I want to reflect on where we came from, but more importantly to look forward to the world of opportunity that awaits a freshly unbound United Kingdom, as we carry out the democratic will of our electorate.  I want to consider how we got to this historic moment where 17.4 million people voted to leave the EU, what leaving the European Union’s restrictive supranational structures means for our Nation, and how we seize a real Brexit: one that is not shy or delivered begrudgingly, but one that seizes the economic and psychological benefits of departing from the fortress that is Europe.
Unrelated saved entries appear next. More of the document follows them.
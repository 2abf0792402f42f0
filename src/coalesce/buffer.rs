//! Per-stream buffer states

use std::sync::Arc;

use parking_lot::{Condvar, Mutex};

use crate::error::{Result, StrataError};
use crate::record::Record;

use super::timer::ArmedTimer;

/// State of one stream in the coalescer map; absence means no buffer
pub(super) enum Slot {
    /// Accepting records, deadline armed
    Open(OpenBuffer),
    /// Claimed by a committer; late arrivals wait on the signal and retry
    Expired(Arc<CommitSignal>),
}

pub(super) struct OpenBuffer {
    /// Distinguishes this buffer from later ones for the same stream, so a
    /// stale timer cannot commit a successor
    pub(super) epoch: u64,
    pub(super) records: Vec<Record>,
    /// Dropped when the buffer leaves the open state
    pub(super) timer: ArmedTimer,
    pub(super) signal: Arc<CommitSignal>,
}

impl OpenBuffer {
    pub(super) fn new(epoch: u64, timer: ArmedTimer) -> Self {
        Self {
            epoch,
            records: Vec::new(),
            timer,
            signal: Arc::new(CommitSignal::default()),
        }
    }
}

/// Handle on the buffer that took a caller's records
///
/// Returned by an insert that was buffered rather than committed inline;
/// [`Coalescer::commit_pending`] commits that buffer and reports its outcome.
///
/// [`Coalescer::commit_pending`]: super::Coalescer::commit_pending
pub struct PendingCommit {
    pub(super) signal: Arc<CommitSignal>,
}

/// One-shot completion notice for an in-flight commit
#[derive(Default)]
pub(super) struct CommitSignal {
    outcome: Mutex<Option<std::result::Result<(), String>>>,
    done: Condvar,
}

impl CommitSignal {
    pub(super) fn complete(&self, outcome: std::result::Result<(), String>) {
        *self.outcome.lock() = Some(outcome);
        self.done.notify_all();
    }

    /// Block until the commit finishes and report how it went
    pub(super) fn wait(&self) -> Result<()> {
        let mut outcome = self.outcome.lock();
        while outcome.is_none() {
            self.done.wait(&mut outcome);
        }
        match outcome.as_ref() {
            Some(Err(msg)) => Err(StrataError::Storage(format!(
                "concurrent commit failed: {}",
                msg
            ))),
            _ => Ok(()),
        }
    }
}
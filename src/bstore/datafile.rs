//! Block Log
//!
//! Append-only file of block writes and frees. Reads go through a separate
//! handle so cache misses do not queue behind commits.

use std::fs::File;
use std::io::{Read, Seek, SeekFrom};
use std::path::{Path, PathBuf};

use bytes::BytesMut;
use parking_lot::Mutex;
use serde::{Deserialize, Serialize};
use uuid::Uuid;

use crate::error::{Result, StrataError};

use super::frame::{append_at, decode_frame, encode_frame, open_framed};
use super::{Block, BlockAddr};

/// Magic bytes identifying a Strata block log
const BLOCK_MAGIC: &[u8; 4] = b"STBK";

/// Where a frame lives in the log
#[derive(Debug, Clone, Copy, PartialEq, Eq)]
pub(crate) struct Location {
    pub offset: u64,
    pub len: u32,
}

/// Log entry as decoded from disk
#[derive(Debug, Deserialize)]
pub(crate) enum LogEntry {
    Write {
        addr: BlockAddr,
        mibid: u64,
        stream: Uuid,
        block: Block,
    },
    Free {
        addr: BlockAddr,
    },
}

/// Borrowed twin of [`LogEntry`]; encodes identically
#[derive(Debug, Serialize)]
pub(crate) enum LogEntryRef<'a> {
    Write {
        addr: BlockAddr,
        mibid: u64,
        stream: Uuid,
        block: &'a Block,
    },
    Free {
        addr: BlockAddr,
    },
}

struct Appender {
    file: File,
    end: u64,
}

/// Append-only block log
pub(crate) struct BlockFile {
    path: PathBuf,
    appender: Mutex<Appender>,
    reader: Mutex<File>,
    sync: bool,
}

impl BlockFile {
    /// Open the log and replay every intact entry in order
    pub fn open(path: &Path, sync: bool) -> Result<(Self, Vec<(Location, LogEntry)>)> {
        let (mut file, frames) = open_framed(path, BLOCK_MAGIC)?;

        let mut entries = Vec::with_capacity(frames.len());
        for frame in frames {
            let entry: LogEntry = bincode::deserialize(&frame.payload)?;
            let location = Location {
                offset: frame.offset,
                len: frame.len,
            };
            entries.push((location, entry));
        }

        let end = file.stream_position()?;
        let reader = File::open(path)?;

        Ok((
            Self {
                path: path.to_path_buf(),
                appender: Mutex::new(Appender { file, end }),
                reader: Mutex::new(reader),
                sync,
            },
            entries,
        ))
    }

    /// Append entries as one batch; durable on return when syncing is enabled
    ///
    /// A failed append is cut back off the log so later offsets stay exact.
    pub fn append(&self, entries: &[LogEntryRef<'_>]) -> Result<Vec<Location>> {
        let mut batch = BytesMut::new();
        let mut lens = Vec::with_capacity(entries.len());
        for entry in entries {
            if let LogEntryRef::Write { block, .. } = entry {
                block.validate()?;
            }
            let frame = encode_frame(&bincode::serialize(entry)?);
            lens.push(frame.len() as u32);
            batch.extend_from_slice(&frame);
        }

        let mut appender = self.appender.lock();
        let start = appender.end;
        match append_at(&mut appender.file, start, &batch, self.sync) {
            Ok(end) => appender.end = end,
            Err(e) => {
                tracing::error!(
                    "{}: append of {} bytes failed, rolled back to {}: {}",
                    self.path.display(),
                    batch.len(),
                    start,
                    e
                );
                return Err(e.into());
            }
        }

        let mut offset = start;
        Ok(lens
            .into_iter()
            .map(|len| {
                let location = Location { offset, len };
                offset += len as u64;
                location
            })
            .collect())
    }

    /// Read the block written at `location`, checking it belongs to `addr`
    pub fn read(&self, addr: BlockAddr, location: Location) -> Result<Block> {
        let mut frame = vec![0u8; location.len as usize];
        {
            let mut reader = self.reader.lock();
            reader.seek(SeekFrom::Start(location.offset))?;
            reader.read_exact(&mut frame)?;
        }

        let payload = decode_frame(&frame)?;
        match bincode::deserialize::<LogEntry>(payload)? {
            LogEntry::Write {
                addr: found, block, ..
            } if found == addr => {
                block.validate()?;
                Ok(block)
            }
            _ => Err(StrataError::Corruption(format!(
                "{}: offset {} does not hold block {}",
                self.path.display(),
                location.offset,
                addr
            ))),
        }
    }

    /// Force everything appended so far to disk
    pub fn sync(&self) -> Result<()> {
        self.appender.lock().file.sync_all()?;
        Ok(())
    }
}
//! Validation helpers for cost minimization.
//!
//! This module centralizes common consistency checks used across the
//! optimizer interface:
//!
//! - **Tolerance checks**: [`verify_tol_grad`], [`verify_tol_cost`] ensure
//!   numeric tolerances are finite and strictly positive when provided.
//! - **Parameter input**: [`validate_theta_input`] enforces the expected
//!   length and finite entries of a starting vector.
//! - **Gradient validation**: [`validate_grad`] enforces correct dimension
//!   and finite entries.
//! - **Parameter estimates**: [`validate_theta_hat`] ensures a candidate
//!   `theta_hat` exists and contains only finite values.
//! - **Objective values**: [`validate_value`] checks cost outputs for
//!   finiteness.
use crate::optimization::{
    cost_minimizer::{Grad, Theta},
    errors::{OptError, OptResult},
};

/// Validate the optional gradient‐norm tolerance.
///
/// - Accepts `None` (no stopping rule on gradient).
/// - If `Some`, the value must be **finite** and **strictly positive**.
///
/// # Errors
/// Returns [`OptError::InvalidTolGrad`] if the value is non-finite or ≤ 0.0.
pub fn verify_tol_grad(tol: Option<f64>) -> OptResult<()> {
    if let Some(tol) = tol {
        if !tol.is_finite() {
            return Err(OptError::InvalidTolGrad { tol, reason: "Tolerance must be finite." });
        }
        if tol <= 0.0 {
            return Err(OptError::InvalidTolGrad { tol, reason: "Tolerance must be positive." });
        }
    }
    Ok(())
}

/// Validate the optional cost‐change tolerance (for convergence).
///
/// - Accepts `None` (no stopping rule on cost change).
/// - If `Some`, the value must be **finite** and **strictly positive**.
///
/// # Errors
/// Returns [`OptError::InvalidTolCost`] if the value is non-finite or ≤ 0.0.
pub fn verify_tol_cost(tol: Option<f64>) -> OptResult<()> {
    if let Some(tol) = tol {
        if !tol.is_finite() {
            return Err(OptError::InvalidTolCost { tol, reason: "Tolerance must be finite." });
        }
        if tol <= 0.0 {
            return Err(OptError::InvalidTolCost { tol, reason: "Tolerance must be positive." });
        }
    }
    Ok(())
}

/// Validate a starting or intermediate parameter vector.
///
/// # Errors
/// - [`OptError::ThetaLengthMismatch`] if `theta.len() != expected`.
/// - [`OptError::InvalidThetaInput`] for the first non-finite element.
pub fn validate_theta_input(theta: &Theta, expected: usize) -> OptResult<()> {
    if theta.len() != expected {
        return Err(OptError::ThetaLengthMismatch { expected, actual: theta.len() });
    }
    if let Some((index, &value)) = theta.iter().enumerate().find(|(_, v)| !v.is_finite()) {
        return Err(OptError::InvalidThetaInput { index, value });
    }
    Ok(())
}

/// Validate a gradient vector against dimension and finiteness.
///
/// Checks:
/// - `grad.len() == dim`
/// - every element is finite (`NaN` or `±∞` are rejected)
///
/// # Errors
/// - [`OptError::GradientDimMismatch`] if length does not match `dim`.
/// - [`OptError::InvalidGradient`] with the index/value/reason of the first
///   offending element.
pub fn validate_grad(grad: &Grad, dim: usize) -> OptResult<()> {
    if grad.len() != dim {
        return Err(OptError::GradientDimMismatch { expected: dim, found: grad.len() });
    }
    for (index, &value) in grad.iter().enumerate() {
        if !value.is_finite() {
            return Err(OptError::InvalidGradient {
                index,
                value,
                reason: "Gradient elements must be finite.",
            });
        }
    }
    Ok(())
}

/// Validate and unwrap an estimated parameter vector (`theta_hat`).
///
/// # Errors
/// - [`OptError::MissingThetaHat`] if no vector was provided.
/// - [`OptError::InvalidThetaHat`] if any element is non-finite.
pub fn validate_theta_hat(theta_hat: Option<Theta>) -> OptResult<Theta> {
    match theta_hat {
        Some(t) => {
            for (index, &value) in t.iter().enumerate() {
                if !value.is_finite() {
                    return Err(OptError::InvalidThetaHat {
                        index,
                        value,
                        reason: "Parameter estimates must be finite.",
                    });
                }
            }
            Ok(t)
        }
        None => Err(OptError::MissingThetaHat),
    }
}

/// Validate that a scalar cost value is finite.
///
/// # Errors
/// Returns [`OptError::NonFiniteCost`] if the value is `NaN` or infinite.
pub fn validate_value(value: f64) -> OptResult<()> {
    if !value.is_finite() {
        return Err(OptError::NonFiniteCost { value });
    }
    Ok(())
}
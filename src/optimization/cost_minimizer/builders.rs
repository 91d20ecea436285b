//! cost_minimizer::builders — L-BFGS solver construction helpers.
//!
//! Purpose
//! -------
//! Provide small, focused builders for the L-BFGS solvers used by the cost
//! minimizer. These helpers hide Argmin's generic wiring and apply
//! crate-level options (tolerances, memory size) so that higher-level code
//! can request a configured solver without touching Argmin-specific types.
//!
//! Key behaviors
//! -------------
//! - Construct L-BFGS solvers with either Hager–Zhang or More–Thuente
//!   line search.
//! - Apply optional gradient and cost-change tolerances from
//!   [`MinimizeOptions`] via [`configure_lbfgs`].
//! - Optionally set the first trial step length of every line search
//!   (used by restarted runs to bound their first step).
//! - Leave the initial parameter vector and maximum iterations to the
//!   runner, keeping these builders side-effect free.
//!
//! Invariants & assumptions
//! ------------------------
//! - The L-BFGS memory (`m`) is either `opts.lbfgs_mem` or
//!   [`DEFAULT_LBFGS_MEM`].
//! - Tolerances rejected by Argmin surface as [`OptError`] through the
//!   crate's `From<Error>` implementation.
//!
//! [`OptError`]: crate::optimization::errors::OptError
use argmin::{core::LineSearch, solver::quasinewton::LBFGS};

use crate::optimization::{
    cost_minimizer::{
        traits::MinimizeOptions,
        types::{
            Cost, DEFAULT_LBFGS_MEM, Grad, HagerZhangLS, LbfgsHagerZhang, LbfgsMoreThuente,
            MoreThuenteLS, Theta,
        },
    },
    errors::OptResult,
};

/// Construct L-BFGS with Hager–Zhang line search.
///
/// `initial_step` replaces the unit first trial step of each line search.
///
/// # Errors
/// Returns an `OptError` when Argmin rejects one of the tolerances or the
/// initial step.
pub fn build_optimizer_hager_zhang(
    opts: &MinimizeOptions, initial_step: Option<f64>,
) -> OptResult<LbfgsHagerZhang> {
    let mut hager_zhang = HagerZhangLS::new();
    if let Some(alpha) = initial_step {
        hager_zhang.initial_step_length(alpha)?;
    }
    let mem = opts.lbfgs_mem.unwrap_or(DEFAULT_LBFGS_MEM);
    let lbfgs = LbfgsHagerZhang::new(hager_zhang, mem);
    configure_lbfgs(lbfgs, opts)
}

/// Construct L-BFGS with More–Thuente line search.
///
/// `initial_step` replaces the unit first trial step of each line search;
/// the search still extrapolates from there.
///
/// # Errors
/// Returns an `OptError` when Argmin rejects one of the tolerances or a
/// non-positive initial step.
pub fn build_optimizer_more_thuente(
    opts: &MinimizeOptions, initial_step: Option<f64>,
) -> OptResult<LbfgsMoreThuente> {
    let mut more_thuente = MoreThuenteLS::new();
    if let Some(alpha) = initial_step {
        more_thuente.initial_step_length(alpha)?;
    }
    let mem = opts.lbfgs_mem.unwrap_or(DEFAULT_LBFGS_MEM);
    let lbfgs = LbfgsMoreThuente::new(more_thuente, mem);
    configure_lbfgs(lbfgs, opts)
}

/// Apply the optional tolerances of `opts` to an L-BFGS solver.
///
/// When a tolerance is `None` the corresponding `with_tolerance_*` method is
/// not called and Argmin's default stays in effect.
///
/// # Errors
/// Returns an `OptError` when `with_tolerance_grad` or `with_tolerance_cost`
/// rejects the value.
pub fn configure_lbfgs<L>(
    mut solver: LBFGS<L, Theta, Grad, Cost>, opts: &MinimizeOptions,
) -> OptResult<LBFGS<L, Theta, Grad, Cost>> {
    if let Some(g) = opts.tols.tol_grad {
        solver = solver.with_tolerance_grad(g)?;
    }
    if let Some(c) = opts.tols.tol_cost {
        solver = solver.with_tolerance_cost(c)?;
    }
    Ok(solver)
}
//! fitting::progress — periodic error decomposition during the joint run.
//!
//! The joint optimizer calls an [`IterationHook`] after every iteration;
//! [`ProgressHook`] turns every `interval`-th call into a [`SweepProgress`]
//! and hands it to the user callback, or logs it at `info` level when no
//! callback was given.
use crate::{
    fitting::sweep::{SweepData, SweepObjective},
    optimization::cost_minimizer::{Cost, IterationHook, Theta},
};
use log::{debug, info};
use serde::Serialize;
use std::sync::Arc;

/// Error decomposition of the best iterate at a given iteration.
#[derive(Debug, Clone, Copy, PartialEq, Serialize)]
pub struct SweepProgress {
    pub iteration: u64,
    pub fidelity: f64,
    pub barrier: f64,
    pub continuity: f64,
    pub total: f64,
}

/// User callback receiving progress reports.
pub type ProgressCallback = Box<dyn FnMut(&SweepProgress) + Send>;

pub struct ProgressHook {
    objective: SweepObjective,
    data: Arc<SweepData>,
    interval: u64,
    callback: Option<ProgressCallback>,
}

impl ProgressHook {
    /// `interval` is clamped to at least one iteration.
    pub fn new(
        objective: SweepObjective, data: Arc<SweepData>, interval: u64,
        callback: Option<ProgressCallback>,
    ) -> Self {
        Self { objective, data, interval: interval.max(1), callback }
    }
}

impl IterationHook for ProgressHook {
    fn on_iteration(&mut self, iteration: u64, best_theta: &Theta, best_cost: Cost) {
        if iteration % self.interval != 0 {
            return;
        }
        let terms = match self.objective.decompose(best_theta, &self.data) {
            Ok(terms) => terms,
            Err(err) => {
                debug!("iteration {iteration}: no decomposition for best iterate ({err})");
                return;
            }
        };
        let progress = SweepProgress {
            iteration,
            fidelity: terms.fidelity,
            barrier: terms.barrier,
            continuity: terms.continuity,
            total: best_cost,
        };
        match self.callback.as_mut() {
            Some(callback) => callback(&progress),
            None => info!(
                "iteration {}: fidelity {:.6e}, barrier {:.6e}, continuity {:.6e}, total {:.6e}",
                progress.iteration,
                progress.fidelity,
                progress.barrier,
                progress.continuity,
                progress.total
            ),
        }
    }
}
//! circuit — analog reference model of the passive tone stack.
//!
//! Purpose
//! -------
//! Produce the complex target responses the biquads are fitted against:
//! a log-spaced [`FrequencyGrid`] with per-bin weights, the tone-stack
//! component values ([`ToneStack`]), the control axis ([`SweepPoints`]),
//! and the closed-form transfer function ([`target_response`]).
//!
//! Conventions
//! -----------
//! - Frequencies are in Hz, resistances in ohms, capacitances in farads.
//! - Control values `tp` live in `[0, 1]`; anything else is rejected with
//!   [`CircuitError::InvalidControlValue`].
//! - All configuration is validated at construction and immutable after.

pub mod components;
pub mod control;
pub mod errors;
pub mod grid;
pub mod response;

pub use self::components::ToneStack;
pub use self::control::{DEFAULT_SWEEP, SweepPoints, validate_control};
pub use self::errors::{CircuitError, CircuitResult};
pub use self::grid::{FrequencyGrid, GridOptions};
pub use self::response::{TargetResponse, target_response};
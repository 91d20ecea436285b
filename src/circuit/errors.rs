//! Errors for the analog reference model (grid, components, control axis).
//!
//! Every variant describes an invalid configuration detected at
//! construction time; none of them is retried.
use thiserror::Error;

/// Result alias for circuit-side construction and evaluation.
pub type CircuitResult<T> = Result<T, CircuitError>;

#[derive(Debug, Clone, PartialEq, Error)]
pub enum CircuitError {
    // ---- Control axis ----
    #[error("Control value must be finite and within [0, 1]; got: {value}")]
    InvalidControlValue { value: f64 },

    #[error("Sweep must contain at least one control value.")]
    EmptySweep,

    #[error("Sweep point at index {index} must be finite and within [0, 1]; got: {value}")]
    InvalidSweepPoint { index: usize, value: f64 },

    // ---- Frequency grid ----
    #[error("Sample rate must be finite and > 0; got: {value}")]
    InvalidSampleRate { value: f64 },

    #[error("Invalid frequency bounds [{f_min}, {f_max}] Hz: {reason}")]
    InvalidFrequencyBounds { f_min: f64, f_max: f64, reason: &'static str },

    #[error("Frequency grid needs at least 2 bins; got: {n_bins}")]
    InvalidBinCount { n_bins: usize },

    #[error("Invalid weighting ({value}): {reason}")]
    InvalidWeighting { value: f64, reason: &'static str },

    // ---- Components ----
    #[error("Component '{name}' must be finite and > 0; got: {value}")]
    InvalidComponent { name: &'static str, value: f64 },

    #[error("Pot taper must satisfy slope + offset <= 1; got slope {slope}, offset {offset}")]
    InvalidTaper { slope: f64, offset: f64 },
}

#[cfg(test)]
mod tests {
    use super::*;

    #[test]
    fn display_names_the_offending_value() {
        let err = CircuitError::InvalidControlValue { value: 1.5 };
        assert_eq!(err.to_string(), "Control value must be finite and within [0, 1]; got: 1.5");

        let err = CircuitError::InvalidComponent { name: "pot", value: -1.0 };
        assert!(err.to_string().contains("'pot'"));
    }
}
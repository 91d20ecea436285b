//! circuit::grid — log-spaced frequency grid and per-bin weighting.
//!
//! Purpose
//! -------
//! Build the fixed set of frequencies at which the analog target and the
//! digital biquads are compared, together with the weight each bin carries
//! in the fidelity term.
//!
//! Key behaviors
//! -------------
//! - [`GridOptions`] validates the grid configuration once; the default is
//!   2048 bins from 40 Hz to Nyquist at 192 kHz.
//! - [`FrequencyGrid`] holds strictly increasing frequencies (Hz) and the
//!   parallel weight sequence: `1.0` up to the audible cutoff, the
//!   out-of-band weight strictly above it.
//! - [`FrequencyGrid::normalized_frequencies`] maps Hz to `ω = 2π·f/fs`
//!   (radians/sample) for digital evaluation.
//!
//! Invariants & assumptions
//! ------------------------
//! - `frequencies().len() == weights().len() == n_bins`.
//! - Frequencies are strictly increasing and within `(0, fs/2]`.
//! - The grid is immutable after construction and shared read-only.
use crate::circuit::errors::{CircuitError, CircuitResult};
use ndarray::Array1;
use std::f64::consts::PI;

pub const DEFAULT_SAMPLE_RATE_HZ: f64 = 192_000.0;
pub const DEFAULT_F_MIN_HZ: f64 = 40.0;
pub const DEFAULT_N_BINS: usize = 2048;
pub const DEFAULT_AUDIBLE_CUTOFF_HZ: f64 = 20_000.0;
pub const DEFAULT_OUT_OF_BAND_WEIGHT: f64 = 0.2;

/// Validated frequency-grid configuration.
///
/// `f_max_hz = None` means "half the sample rate".
#[derive(Debug, Clone, Copy, PartialEq)]
pub struct GridOptions {
    pub f_min_hz: f64,
    pub f_max_hz: Option<f64>,
    pub n_bins: usize,
    pub sample_rate_hz: f64,
    pub audible_cutoff_hz: f64,
    pub out_of_band_weight: f64,
}

impl GridOptions {
    /// Construct validated grid options.
    ///
    /// # Errors
    /// - [`CircuitError::InvalidSampleRate`] for a non-finite or non-positive rate.
    /// - [`CircuitError::InvalidFrequencyBounds`] for non-positive bounds,
    ///   `f_min >= f_max`, or `f_max` above Nyquist.
    /// - [`CircuitError::InvalidBinCount`] when `n_bins < 2`.
    /// - [`CircuitError::InvalidWeighting`] for a negative or non-finite
    ///   weight or cutoff.
    pub fn new(
        f_min_hz: f64, f_max_hz: Option<f64>, n_bins: usize, sample_rate_hz: f64,
        audible_cutoff_hz: f64, out_of_band_weight: f64,
    ) -> CircuitResult<Self> {
        let opts = Self {
            f_min_hz,
            f_max_hz,
            n_bins,
            sample_rate_hz,
            audible_cutoff_hz,
            out_of_band_weight,
        };
        opts.validate()?;
        Ok(opts)
    }

    /// Upper grid bound in Hz after resolving the Nyquist default.
    pub fn upper_bound_hz(&self) -> f64 {
        self.f_max_hz.unwrap_or(self.sample_rate_hz / 2.0)
    }

    /// Same options with a different bin count.
    ///
    /// # Errors
    /// - [`CircuitError::InvalidBinCount`] when `n_bins < 2`.
    pub fn with_bins(mut self, n_bins: usize) -> CircuitResult<Self> {
        self.n_bins = n_bins;
        self.validate()?;
        Ok(self)
    }

    /// Same options at a different sample rate; an explicit `f_max` is kept.
    ///
    /// # Errors
    /// Same as [`GridOptions::new`].
    pub fn with_sample_rate(mut self, sample_rate_hz: f64) -> CircuitResult<Self> {
        self.sample_rate_hz = sample_rate_hz;
        self.validate()?;
        Ok(self)
    }

    fn validate(&self) -> CircuitResult<()> {
        let fs = self.sample_rate_hz;
        if !fs.is_finite() || fs <= 0.0 {
            return Err(CircuitError::InvalidSampleRate { value: fs });
        }
        let (f_min, f_max) = (self.f_min_hz, self.upper_bound_hz());
        let bounds_err = |reason| CircuitError::InvalidFrequencyBounds { f_min, f_max, reason };
        if !f_min.is_finite() || !f_max.is_finite() {
            return Err(bounds_err("Bounds must be finite."));
        }
        if f_min <= 0.0 {
            return Err(bounds_err("Lower bound must be > 0."));
        }
        if f_min >= f_max {
            return Err(bounds_err("Lower bound must be below upper bound."));
        }
        if f_max > fs / 2.0 {
            return Err(bounds_err("Upper bound must not exceed half the sample rate."));
        }
        if self.n_bins < 2 {
            return Err(CircuitError::InvalidBinCount { n_bins: self.n_bins });
        }
        let w = self.out_of_band_weight;
        if !w.is_finite() || w < 0.0 {
            return Err(CircuitError::InvalidWeighting {
                value: w,
                reason: "Out-of-band weight must be finite and >= 0.",
            });
        }
        let cutoff = self.audible_cutoff_hz;
        if !cutoff.is_finite() || cutoff <= 0.0 {
            return Err(CircuitError::InvalidWeighting {
                value: cutoff,
                reason: "Audible cutoff must be finite and > 0.",
            });
        }
        Ok(())
    }
}

impl Default for GridOptions {
    fn default() -> Self {
        Self {
            f_min_hz: DEFAULT_F_MIN_HZ,
            f_max_hz: None,
            n_bins: DEFAULT_N_BINS,
            sample_rate_hz: DEFAULT_SAMPLE_RATE_HZ,
            audible_cutoff_hz: DEFAULT_AUDIBLE_CUTOFF_HZ,
            out_of_band_weight: DEFAULT_OUT_OF_BAND_WEIGHT,
        }
    }
}

/// Log-spaced frequencies with matching weights.
#[derive(Debug, Clone, PartialEq)]
pub struct FrequencyGrid {
    frequencies: Array1<f64>,
    weights: Array1<f64>,
    sample_rate_hz: f64,
}

impl FrequencyGrid {
    /// Build the grid described by `opts`.
    ///
    /// # Errors
    /// Re-validates `opts` (fields are public) and reports the same errors
    /// as [`GridOptions::new`].
    pub fn new(opts: &GridOptions) -> CircuitResult<Self> {
        opts.validate()?;
        let (f_min, f_max) = (opts.f_min_hz, opts.upper_bound_hz());
        let frequencies = Array1::logspace(10.0, f_min.log10(), f_max.log10(), opts.n_bins);
        let weights = frequencies
            .mapv(|f| if f > opts.audible_cutoff_hz { opts.out_of_band_weight } else { 1.0 });
        Ok(Self { frequencies, weights, sample_rate_hz: opts.sample_rate_hz })
    }

    /// Grid frequencies in Hz, strictly increasing.
    pub fn frequencies(&self) -> &Array1<f64> {
        &self.frequencies
    }

    /// Per-bin weights aligned with [`FrequencyGrid::frequencies`].
    pub fn weights(&self) -> &Array1<f64> {
        &self.weights
    }

    pub fn sample_rate_hz(&self) -> f64 {
        self.sample_rate_hz
    }

    pub fn len(&self) -> usize {
        self.frequencies.len()
    }

    pub fn is_empty(&self) -> bool {
        self.frequencies.is_empty()
    }

    /// Digital angular frequencies `ω = 2π·f/sample_rate` (radians/sample).
    pub fn normalized_frequencies(&self, sample_rate_hz: f64) -> Array1<f64> {
        self.frequencies.mapv(|f| 2.0 * PI * f / sample_rate_hz)
    }

    /// [`FrequencyGrid::normalized_frequencies`] at the grid's own rate.
    pub fn omegas(&self) -> Array1<f64> {
        self.normalized_frequencies(self.sample_rate_hz)
    }
}
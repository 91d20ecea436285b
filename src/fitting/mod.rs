//! fitting — single-point fits, the joint sweep, and the coefficient table.
//!
//! Purpose
//! -------
//! Turn analog target responses into a table of biquads: per-point
//! objectives ([`single`]), the pole/zero continuity metric ([`continuity`]),
//! the joint sweep objective ([`sweep`]) and its progress reports
//! ([`progress`]), and the resulting [`CoefficientTable`] ([`table`]).
//!
//! Downstream usage
//! ----------------
//! - Most callers only need [`fit_sweep`] (or [`fit_single`]) with
//!   [`SweepOptions::default`], then [`CoefficientTable::to_text`] or
//!   [`CoefficientTable::to_json`].
//! - The objectives implement
//!   [`Objective`](crate::optimization::cost_minimizer::Objective) and can be
//!   minimized directly for custom workflows.
//!
//! Testing notes
//! -------------
//! - Each submodule carries its own unit tests; `tests/` exercises the
//!   end-to-end sweep on reduced grids.
pub mod api;
pub mod continuity;
pub mod errors;
pub mod options;
pub mod progress;
pub mod single;
pub mod sweep;
pub mod table;

pub use self::api::{SingleFit, SweepFit, fit_single, fit_sweep};
pub use self::continuity::{continuity_distance, matched, pair_distance};
pub use self::errors::{FitError, FitResult};
pub use self::options::{BarrierPenalty, SeedPolicy, SweepOptions};
pub use self::progress::{ProgressCallback, SweepProgress};
pub use self::single::{FitTarget, GridSamples, SingleFitError, SingleFitTerms};
pub use self::sweep::{SweepData, SweepObjective, SweepTerms};
pub use self::table::{CoefficientTable, FactoredRow, TableEntry};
How we came to join the European Union is an important part of understanding our Island story.  We won the war and were full of optimism about our place in the World, but then came Suez.  Suez was a time of realisation and acceptance that we were not the powerful nation that we had been before.  That we were dependent upon the United States for our economic survival and that we could not carry out global plans because of fundamental weaknesses, which had been hidden by the success we had enjoyed with our allies in the Second World War, but were nonetheless there.  And once that happened the Nation’s view of itself changed and the Establishment, the Elite, decided that its job was to manage decline, that the best they could do was to soften the blow of descending downwards, soften the effect on the Nation of being less successful than it had been in the past, and recognise that we would not be able to keep up with other countries.

This led to the notion that it was Europe or bust and it was so profound that when Harold Macmillan’s quest to join the Common Market in 1963 was vetoed by a nonchalant Gallic ‘non’ from General de Gaulle, who could have thought that the French would behave in such a way, the normally phlegmatic Macmillan wrote in his diary, ‘all our policies at home and abroad are in ruins’.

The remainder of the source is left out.